The release of inflammatory mediators by terbinafine might be one of the mechanisms underlying immune-mediated liver injury. This in vitro method may be useful to predict adverse inflammatory reactions that lead to drug-induced liver injury.

Introduction

Drug-induced hepatotoxicity is one of the major causes of liver injury and is classified into intrinsic and idiosyncratic types. Idiosyncratic drug reactions do not occur in most patients at any dose and they are often referred to as rare, with a typical incidence of from 1/100 to 1/100,000 (Uetrecht 1999). It has been hypothesized that inflammatory stress might be caused by some xenobiotics leading to an adverse drug reaction. The sporadic occurrence of acute inflammatory episodes could explain the onset of some idiosyncratic reactions during clinical drug therapy (Ganey et al., 2004, Roth et al., 2003, Tafazoli et al., 2005). Inflammatory reactions in liver are induced by the activation of immune cells, such as monocytes, macrophages and Kupffer cells. Activated monocytes and macrophages release large amounts of pro-inflammatory cytokines and chemokines, including interleukin (IL)-1, tumor necrosis factor (TNF)α, and IL-8. TNFα triggers the release of a cascade of other cytokines that recruit and activate immune cells, including lymphocytes and macrophages (Bradham et al. 1998). IL-8 exhibits multiple effects on neutrophils, including the induction of lysosomal enzyme release, the increase in the expression of adhesion molecules, and rapid infiltration (Leonard et al., 1991, Baggiolini et al., 1994). In several rodent models, it was shown that the production of TNFα and neurtophil infiltration in liver play a critical role in immune-mediated liver injury by drugs such as acetaminophen, non-steroidal anti-inflammatory drugs, and antibiotics (Jaeschke, 2005, Deng et al., 2009).

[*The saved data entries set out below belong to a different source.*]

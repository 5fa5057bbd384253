//! On-disk git operations: clone or pull, branch switching and introspection

use serde::Serialize;
use std::path::{Path, PathBuf};
use std::process::Stdio;
use std::time::Duration;
use tokio::process::Command;
use tracing::{debug, error, info};

use crate::error::{GitImportError, GitImportErrorKind};
use crate::webhook::BRANCH_REF_PREFIX;

const REMOTE_SCHEMES: [&str; 4] = ["http:", "https:", "git:", "file:"];

/// Why a single git invocation did not succeed
#[derive(Debug, thiserror::Error)]
pub enum GitCommandError {
    #[error("failed to start git: {0}")]
    Spawn(#[from] std::io::Error),

    #[error("git timed out after {0:?}")]
    TimedOut(Duration),

    #[error("git exited with {code:?}")]
    Failed { code: Option<i32>, output: String },
}

impl GitCommandError {
    fn output(&self) -> String {
        match self {
            Self::Failed { output, .. } => output.clone(),
            other => other.to_string(),
        }
    }
}

/// Result of a successful synchronization
#[derive(Debug, Clone, Serialize)]
pub struct SyncReport {
    /// Name of the working directory under the repository root
    pub repo_dir: String,
    pub path: PathBuf,
    pub commit: String,
    pub branch: String,
    pub author: Option<String>,
    /// Captured output of the git commands, for auditing
    pub git_log: String,
}

/// Latest commit of a working copy
#[derive(Debug, Clone, Default, PartialEq, Eq, Serialize)]
pub struct CommitDetails {
    pub commit: String,
    pub author: String,
    pub date: String,
}

/// Checks that `remote` ends in `.git` or starts with a known scheme.
pub fn validate_remote(remote: &str) -> Result<(), GitImportError> {
    if remote.ends_with(".git") || REMOTE_SCHEMES.iter().any(|s| remote.starts_with(s)) {
        Ok(())
    } else {
        Err(GitImportError::new(GitImportErrorKind::UrlBad))
    }
}

/// Working directory name: the hint's last component if given, else the
/// last path segment of `remote` with its `.git` suffix removed.
pub fn local_dir_name(remote: &str, hint: Option<&str>) -> Result<String, GitImportError> {
    let name = match hint.filter(|h| !h.trim().is_empty()) {
        Some(hint) => Path::new(hint.trim())
            .file_name()
            .map(|n| n.to_string_lossy().into_owned())
            .unwrap_or_default(),
        None => {
            let segment = remote
                .trim_end_matches('/')
                .rsplit(['/', ':'])
                .next()
                .unwrap_or_default();
            segment
                .rsplit_once(".git")
                .map(|(head, _)| head)
                .unwrap_or(segment)
                .to_string()
        }
    };

    if name.is_empty() || name == "." || name == ".." {
        return Err(GitImportError::new(GitImportErrorKind::UrlBad));
    }
    Ok(name)
}

/// Runs git in `cwd` and returns stdout followed by stderr.
///
/// Command line, working directory and output are logged at debug level.
pub async fn cmd_log(args: &[&str], cwd: &Path, timeout: Duration) -> Result<String, GitCommandError> {
    debug!(
        "Command was: git {}. Working directory was: {}",
        args.join(" "),
        cwd.display()
    );

    let child = Command::new("git")
        .args(args)
        .current_dir(cwd)
        .env("GIT_TERMINAL_PROMPT", "0")
        .stdin(Stdio::null())
        .kill_on_drop(true)
        .output();

    let output = tokio::time::timeout(timeout, child)
        .await
        .map_err(|_| GitCommandError::TimedOut(timeout))??;

    let mut combined = String::from_utf8_lossy(&output.stdout).into_owned();
    combined.push_str(&String::from_utf8_lossy(&output.stderr));
    debug!("Command output was: {:?}", combined);

    if output.status.success() {
        Ok(combined)
    } else {
        Err(GitCommandError::Failed {
            code: output.status.code(),
            output: combined,
        })
    }
}

/// Repository synchronizer rooted at the configured repository directory
#[derive(Debug, Clone)]
pub struct GitSync {
    repo_root: PathBuf,
    timeout: Duration,
}

impl GitSync {
    pub fn new(repo_root: impl Into<PathBuf>, timeout: Duration) -> Self {
        Self {
            repo_root: repo_root.into(),
            timeout,
        }
    }

    pub fn repo_root(&self) -> &Path {
        &self.repo_root
    }

    async fn run(
        &self,
        args: &[&str],
        cwd: &Path,
        kind: GitImportErrorKind,
        what: &str,
    ) -> Result<String, GitImportError> {
        cmd_log(args, cwd, self.timeout).await.map_err(|e| {
            let output = e.output();
            error!("{}: {:?}", what, output);
            GitImportError::new(kind).with_output(output)
        })
    }

    /// Clones `remote` into the repository root, or pulls if the working
    /// directory already exists, then optionally switches branch.
    pub async fn sync(
        &self,
        remote: &str,
        local_dir_hint: Option<&str>,
        branch: Option<&str>,
    ) -> Result<SyncReport, GitImportError> {
        if !self.repo_root.is_dir() {
            return Err(GitImportError::no_dir(&self.repo_root));
        }
        validate_remote(remote)?;

        let repo_dir = local_dir_name(remote, local_dir_hint)?;
        debug!("repo_dir = {}", repo_dir);
        let path = self.repo_root.join(&repo_dir);

        let mut git_log = if path.exists() {
            info!("directory already exists, doing a git pull instead of git clone");
            self.run(&["pull"], &path, GitImportErrorKind::CannotPull, "Error running git pull")
                .await?
        } else {
            self.run(
                &["clone", remote, &repo_dir],
                &self.repo_root,
                GitImportErrorKind::CannotPull,
                "Error running git clone",
            )
            .await?
        };

        if let Some(branch) = branch.map(str::trim).filter(|b| !b.is_empty()) {
            self.switch_branch(branch, &path).await?;
        }

        let commit = self
            .run(
                &["log", "-1", "--format=%H"],
                &path,
                GitImportErrorKind::BadRepo,
                "Unable to get git log",
            )
            .await?
            .trim()
            .to_string();
        git_log.push_str(&format!("\nCommit ID: {}", commit));

        let current_branch = self
            .run(
                &["symbolic-ref", "--short", "HEAD"],
                &path,
                GitImportErrorKind::BadRepo,
                "Unable to determine branch",
            )
            .await?
            .trim()
            .to_string();
        git_log.push_str(&format!("   \nBranch: {}", current_branch));

        let author = cmd_log(&["log", "-1", "--format=%an <%ae>"], &path, self.timeout)
            .await
            .ok()
            .map(|a| a.trim().to_string())
            .filter(|a| !a.is_empty());

        Ok(SyncReport {
            repo_dir,
            path,
            commit,
            branch: current_branch,
            author,
            git_log,
        })
    }

    /// Checks out `branch` from origin and hard-resets to its tip.
    ///
    /// The reset runs even when the branch already exists locally, so a
    /// directory left behind by an interrupted switch converges.
    pub async fn switch_branch(&self, branch: &str, dir: &Path) -> Result<(), GitImportError> {
        self.run(&["fetch"], dir, GitImportErrorKind::CannotBranch, "Unable to fetch remote")
            .await?;

        let remote_ref = format!("{}{}", BRANCH_REF_PREFIX, branch);
        let remote_branches = self
            .run(
                &["ls-remote", "origin", "-h", &remote_ref],
                dir,
                GitImportErrorKind::CannotBranch,
                "Getting a list of remote branches failed",
            )
            .await?;
        let on_remote = remote_branches
            .lines()
            .any(|line| line.split_whitespace().nth(1) == Some(remote_ref.as_str()));
        if !on_remote {
            return Err(GitImportError::new(GitImportErrorKind::RemoteBranchMissing));
        }

        let local_branches = self
            .run(
                &["branch", "-a"],
                dir,
                GitImportErrorKind::CannotBranch,
                "Getting a list of local branches failed",
            )
            .await?;
        let exists_locally = local_branches
            .lines()
            .map(|line| line.replace('*', ""))
            .any(|line| line.trim() == branch);

        let tracking = format!("origin/{}", branch);
        if !exists_locally {
            // Checkout with -b since it is remote only
            self.run(
                &["checkout", "--force", "--track", "-b", branch, &tracking],
                dir,
                GitImportErrorKind::CannotBranch,
                "Unable to checkout remote branch",
            )
            .await?;
        } else {
            self.run(
                &["checkout", "--force", branch],
                dir,
                GitImportErrorKind::CannotBranch,
                "Unable to checkout local branch",
            )
            .await?;
        }

        self.run(
            &["reset", "--hard", &tracking],
            dir,
            GitImportErrorKind::CannotBranch,
            "Unable to reset to branch",
        )
        .await?;
        Ok(())
    }

    /// Latest commit of `<repo_root>/<course_dir>`, `None` if it can't be read.
    pub async fn commit_details(&self, course_dir: &str) -> Option<CommitDetails> {
        if course_dir.is_empty() || course_dir.contains(['/', '\\']) || course_dir == ".." {
            return None;
        }
        let path = self.repo_root.join(course_dir);
        if !path.is_dir() {
            return None;
        }
        let output = cmd_log(&["log", "-1", "--format=%H%n%an%n%cI"], &path, self.timeout)
            .await
            .ok()?;
        let mut lines = output.lines();
        Some(CommitDetails {
            commit: lines.next()?.trim().to_string(),
            author: lines.next().unwrap_or_default().trim().to_string(),
            date: lines.next().unwrap_or_default().trim().to_string(),
        })
    }
}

Recently, it has been reported that human monocytic cell lines were useful to examine inflammatory responses mediated by drugs withdrawn from the market. In human monocytic THP-1 cells, the mRNA expression levels and/or the release of pro-inflammatory cytokines and chemokines were increased by the treatment with troglitazone or ximelagatran (Edling et al., 2008, Edling et al., 2009).

Terbinafine is an oral antifungal drug of the allylamine class and is effective for the treatment of onychomycosis and dermatophytosis (Gupta and Shear 1997). A postmarketing surveillance study showed that mild to severe gastrointestinal, skin, and taste disturbances are the most common adverse events related to oral terbinafine treatment (Hall et al. 1997). In addition, terbinafine has been also reported to cause liver injury in a small percentage of patients. Teribnafine-induced hepatic injury is classified into a mixed hepatocellular and cholestatic pattern. Liver biopsies of some patients revealed mixed cellular infiltration in portal tracts, including mononuclear cells, lymphocytes, and neutrophils (Mallat et al., 1997, Fernandes et al., 1998, Zapata Garrido et al., 2003). Moreover, some case reports showed that terbinafine-induced hepatic injury occurred in combination with hypersensitivity reactions, including fever, rash, and lymphadenopathy (Gupta and Porges 1998).

The estimated reporting incidence for the development of clinically significant signs and symptoms of hepatobiliary dysfunction for which no other cause was apparent is approximately 1:45,000–1:54,000 (Gupta et al., 1997, García Rodríguez et al., 1999). These backgrounds suggested that terbinafine-induced hepatic injury might be caused by an idiosyncratic rather than a direct hepatotoxic reaction (van't Wout et al. 1994). However, adverse reactions associated with the use of oral antifungal agents are usually mild, transient, and reversible after discontinuation. From these reasons, terbinafine was not withdrawn from the market. Routine hepatic monitoring when the duration of therapy exceeds 6 weeks could be replaced by the requirement to monitor only if symptoms or signs suggestive of hepatic injury (Gupta et al. 1997). If the underlying mechanisms of terbinafine-induced hepatic injury will be clarified, patient with high risk for hepatic injury will be predicted by using immune-related biomarkers.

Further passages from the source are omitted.